Another option is keeping the scripts purely in R, e.g. script.R, and invoking it with R --file=script.R or similar. However, occasionally a script will rely on obscure command line switches at which point part of the code exists outside the script. Example: sneaking things into R from bash via a local .Rprofile, the desired switches are then everything --vanilla implies except --no-init-file.

Another option is a bash script to store the R flags and be painlessly executable, which then calls the R script. The problem is that this means a single program just got split into two files which now have to be keep in sync, transferred to new machines together, etc.
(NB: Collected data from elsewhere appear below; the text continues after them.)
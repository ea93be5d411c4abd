/// Errors related to the command-safety guardrail.
#[derive(Debug, thiserror::Error)]
pub enum GuardrailError {
    #[error("Command blocked: `{command}` - {reason}")]
    CommandBlocked { command: String, reason: String },

    #[error("Invalid blocklist pattern: {0}")]
    InvalidPattern(#[from] regex::Error),
}

/// Errors related to shell command execution.
#[derive(Debug, thiserror::Error)]
pub enum ExecError {
    #[error("Failed to spawn shell process: {0}")]
    SpawnFailed(String),

    #[error("Process execution failed: {0}")]
    ProcessFailed(String),
}
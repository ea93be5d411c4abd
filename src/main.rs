mod cli;
mod config;
mod error;
mod exec;
mod safety;

use clap::Parser;

use safety::SafetyLayer;

#[tokio::main]
async fn main() -> anyhow::Result<()> {
    // Initialize tracing
    tracing_subscriber::fmt()
        .with_env_filter(
            tracing_subscriber::EnvFilter::from_default_env()
                .add_directive(tracing::Level::WARN.into()),
        )
        .with_writer(std::io::stderr)
        .init();

    let cli = cli::Cli::parse();
    let config = config::load_config(&cli)?;

    match &cli.command {
        cli::Commands::Check { command } => {
            let layer = SafetyLayer::new(&config)?;
            match layer.check(command) {
                Some(blocked) => {
                    println!("{}", blocked.to_json());
                    std::process::exit(126);
                }
                None => {
                    println!("allowed");
                }
            }
        }
        cli::Commands::Exec { command, timeout } => {
            let layer = SafetyLayer::new(&config)?;
            tracing::info!(
                shell = %layer.shell().display(),
                timeout_secs = timeout.unwrap_or(config.shell_timeout_secs),
                "Executing command"
            );

            let result = match timeout {
                Some(secs) => layer.execute_with_timeout(command, *secs).await?,
                None => layer.execute(command).await?,
            };

            if !result.stdout.is_empty() {
                print!("{}", result.stdout);
            }
            if !result.stderr.is_empty() {
                eprint!("{}", result.stderr);
            }
            if result.timed_out {
                std::process::exit(124); // same convention as coreutils timeout(1)
            }
            std::process::exit(result.exit_code.unwrap_or(1));
        }
        cli::Commands::Rules => {
            println!(
                "Blocked command categories (use the dedicated file tools instead):\n\n{}",
                safety::defaults::blocklist_summary()
            );
        }
        cli::Commands::Status => {
            let shell = exec::find_shell(config.shell.as_deref(), &config.shell_search_paths);
            if shell.exists() {
                println!(
                    "Shell status: installed\n\nPath: {}\n\nReady to execute commands. Use `bashgate exec` to run one, or `bashgate rules` to see what is blocked.",
                    shell.display()
                );
            } else {
                println!("Shell status: not found\n\nNo shell at these locations:");
                for path in &config.shell_search_paths {
                    println!("  - {}", path.display());
                }
                println!(
                    "\nFalling back to `{}` on PATH. Install bash (on Windows: Git for Windows, https://git-scm.com/download/win) or set [shell].path in bashgate.toml.",
                    shell.display()
                );
            }
        }
    }

    Ok(())
}
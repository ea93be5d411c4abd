pub mod locate;
pub mod shell;

pub use locate::find_shell;
pub use shell::{execute_shell, ExecResult};
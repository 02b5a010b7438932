//! Event types for workflow runs.
//!
//! Events are broadcast while a run progresses so that subscribers can follow
//! node state changes without waiting for the final [`Run`](crate::Run).

mod node;
mod workflow;

pub use node::*;
pub use workflow::*;

use serde::Serialize;

use crate::workflow::node::NodeId;

/// Top-level event type for workflow graph events.
#[derive(Debug, Clone, PartialEq, Serialize)]
#[serde(tag = "scope", content = "event", rename_all = "snake_case")]
pub enum GraphEvent {
    /// Run-level events (started, succeeded, failed, ...).
    Workflow(WorkflowEvent),
    /// Node-level events (running, succeeded, failed, skipped).
    Node(NodeEvent),
}

/// Event message carrying run and node context.
#[derive(Debug, Clone, PartialEq, Serialize)]
pub struct Message {
    /// Run that generated this event.
    pub run_id: String,
    /// Node that generated this event (empty for run events).
    pub nid: NodeId,
    /// The actual event data.
    pub event: GraphEvent,
}

impl Message {
    pub fn workflow(
        run_id: &str,
        event: WorkflowEvent,
    ) -> Self {
        Self {
            run_id: run_id.to_string(),
            nid: String::new(),
            event: GraphEvent::Workflow(event),
        }
    }

    pub fn node(
        run_id: &str,
        nid: &str,
        event: NodeEvent,
    ) -> Self {
        Self {
            run_id: run_id.to_string(),
            nid: nid.to_string(),
            event: GraphEvent::Node(event),
        }
    }
}

impl GraphEvent {
    /// Whether this event closes a run.
    pub fn is_terminal(&self) -> bool {
        matches!(self, GraphEvent::Workflow(WorkflowEvent::Succeeded | WorkflowEvent::PartiallyFailed(_) | WorkflowEvent::Failed(_)))
    }

    pub fn is_error(&self) -> bool {
        matches!(self, GraphEvent::Workflow(WorkflowEvent::Failed(_)))
    }
}
use serde::{Deserialize, Serialize};
use serde_json::Value;

#[derive(Debug, Clone, Serialize, Deserialize, PartialEq)]
pub struct EdgeModel {
    pub id: String,
    pub source: String,
    pub target: String,
    #[serde(default, skip_serializing_if = "Option::is_none")]
    pub condition: Option<EdgeCondition>,
}

impl EdgeModel {
    pub fn new(
        id: impl Into<String>,
        source: impl Into<String>,
        target: impl Into<String>,
    ) -> Self {
        Self {
            id: id.into(),
            source: source.into(),
            target: target.into(),
            condition: None,
        }
    }

    pub fn with_condition(
        mut self,
        condition: EdgeCondition,
    ) -> Self {
        self.condition = Some(condition);
        self
    }
}

/// Predicate evaluated against the source node's output.
#[derive(Debug, Clone, Serialize, Deserialize, PartialEq)]
pub struct EdgeCondition {
    #[serde(rename = "type", alias = "kind")]
    pub kind: ConditionKind,
    #[serde(default, skip_serializing_if = "Option::is_none")]
    pub field: Option<String>,
    #[serde(default)]
    pub value: Value,
}

#[derive(Debug, Clone, Copy, Serialize, Deserialize, PartialEq, Eq, strum::AsRefStr)]
#[serde(rename_all = "snake_case")]
#[strum(serialize_all = "snake_case")]
pub enum ConditionKind {
    IntentMatch,
    FieldEquals,
    FieldContains,
    Always,
    #[serde(other)]
    Unknown,
}

impl EdgeCondition {
    pub fn intent_match(value: impl Into<Value>) -> Self {
        Self {
            kind: ConditionKind::IntentMatch,
            field: None,
            value: value.into(),
        }
    }

    pub fn field_equals(
        field: impl Into<String>,
        value: impl Into<Value>,
    ) -> Self {
        Self {
            kind: ConditionKind::FieldEquals,
            field: Some(field.into()),
            value: value.into(),
        }
    }

    pub fn field_contains(
        field: impl Into<String>,
        value: impl Into<Value>,
    ) -> Self {
        Self {
            kind: ConditionKind::FieldContains,
            field: Some(field.into()),
            value: value.into(),
        }
    }

    pub fn always() -> Self {
        Self {
            kind: ConditionKind::Always,
            field: None,
            value: Value::Null,
        }
    }
}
The option I currently despise least is embedding the R in a bash script:

... # usage message to catch bad input without invoking R
... # any bash pre-processing of input
... # etc
R --random-flags <<RSCRIPT
# R code goes here

Everything's in a single file. It's executable and easily handles arguments. The problem is that combining bash and R like this pretty much eliminates the possibility of any IDE not failing on one or the other, and makes my heart hurt real bad.

Is there some better way I'm missing?

6/7/2017 2:48:32 PM

Accepted Answer

Content of script.r:

#!/usr/bin/env Rscript

args = commandArgs(trailingOnly = TRUE)
message(sprintf("Hello %s", args[1L]))

The first line is the shebang line. It’s best practice to use /usr/bin/env Rscript instead of hard-coding the path to your R installation. Otherwise you risk your script breaking on other computers.

Next, make it executable (on the command line):

chmod +x script.r

Invocation from command line:

./script.r world
# Hello world
7/3/2019 9:24:40 AM

Try littler. littler provides hash-bang (i.e. script starting with #!/some/path) capability for GNU R, as well as simple command-line and piping use.